Everyone's concern but not everyone's responsibility
[spacer height="20px"]Amidst the overwhelming amount of scientific evidence in support of climate change, it would be virtually impossible to argue otherwise. Human influence, at least to some extent, has undoubtedly contributed towards global temperature increases and the rise of extreme weather events. But quitting meat and reducing my shower time isn’t going to change anything.
You should care about climate change; it’ll likely affect you or has already affected you in some capacity. It would be immoral, however, to place the guilt and responsibility of rectifying climate change on individual actions.
According to the 2017 Carbon Majors Report, 71 per cent of global greenhouse gas emissions since 1988 can be attributed towards just 100 companies. Of those 100 companies, a mere 25 contribute to over half the total industrial-based emissions. It makes sense then to focus on changing these companies’ ways rather than target individual consumers.
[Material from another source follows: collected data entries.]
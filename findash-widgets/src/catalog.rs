// findash-widgets/src/catalog.rs
use findash_core::{Catalog, CatalogBuilder, CatalogError, register_widget};

/// Stable ids of the built-in widgets. Persisted layouts and configs refer to these.
pub mod ids {
    pub const SUMMARY: &str = "summary";
    pub const BANK_ACCOUNTS: &str = "bank-accounts";
    pub const RECENT_TRANSACTIONS: &str = "recent-transactions";
    pub const SPENDING: &str = "spending";
    pub const CALENDAR: &str = "calendar";
    pub const BILLS: &str = "bills";
    pub const BUDGET: &str = "budget";
    pub const NET_WORTH: &str = "net-worth";
    pub const HOME_STATUS: &str = "home-status";
}

/// Widgets shipped with the dashboard, in their default order
pub fn builtin_catalog() -> Result<Catalog, CatalogError> {
    let mut builder = CatalogBuilder::new();

    register_widget!(builder, ids::SUMMARY, "Summary", "2x1", ["1x1", "2x1"]);
    register_widget!(builder, ids::BANK_ACCOUNTS, "Bank Accounts", "1x1", ["1x1", "1x2"]);
    register_widget!(
        builder,
        ids::RECENT_TRANSACTIONS,
        "Recent Transactions",
        "2x1",
        ["2x1", "2x2"]
    );
    register_widget!(builder, ids::SPENDING, "Spending", "2x1", ["1x1", "2x1", "2x2"]);
    register_widget!(builder, ids::CALENDAR, "Calendar", "1x1", ["1x1"]);
    register_widget!(builder, ids::BILLS, "Upcoming Bills", "1x1", ["1x1", "2x1"]);
    register_widget!(builder, ids::BUDGET, "Budget", "1x1", ["1x1", "2x1"], disabled);
    register_widget!(builder, ids::NET_WORTH, "Net Worth", "1x1", ["1x1"], disabled);
    register_widget!(builder, ids::HOME_STATUS, "Home", "1x1", ["1x1", "1x2"], disabled);

    builder.build()
}

#[cfg(test)]
mod tests {
    use super::*;

    #[test]
    fn test_builtin_catalog_is_valid() {
        let catalog = builtin_catalog().unwrap();
        assert_eq!(catalog.len(), 9);
        assert_eq!(catalog.ids().next(), Some(ids::SUMMARY));
    }

    #[test]
    fn test_builtin_sizes_have_grid_dimensions() {
        let catalog = builtin_catalog().unwrap();
        for definition in &catalog {
            for size in &definition.available_sizes {
                assert!(
                    size.dimensions().is_some(),
                    "{} has non-grid size {}",
                    definition.id,
                    size
                );
            }
        }
    }

    #[test]
    fn test_optional_widgets_start_hidden() {
        let catalog = builtin_catalog().unwrap();
        let hidden: Vec<_> = catalog
            .iter()
            .filter(|d| !d.default_enabled)
            .map(|d| d.id.as_str())
            .collect();
        assert_eq!(hidden, vec![ids::BUDGET, ids::NET_WORTH, ids::HOME_STATUS]);
    }
}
Initiatives for consumers to “go-green” have not always been accessible nor even effective. Take, for instance, the proposed controversial plastic straw ban. While well-intentioned, straws only account for four per cent of all plastic waste, and advocates in favour of straws often emphasize their importance for those with disabilities. While any reduction in plastic waste is important, we must critically evaluate such “green” initiatives to determine just how much positive change they generate.
Rather than imploring consumers to make changes in their lifestyles, most of which will not impart serious, significant changes towards the climate, efforts should be placed on forcing companies to change their ways. The 25 major contributors of greenhouse gas emissions are largely oil and fossil fuel companies. Climate change initiatives thus should focus on changing, or even eliminating, this harmful industry.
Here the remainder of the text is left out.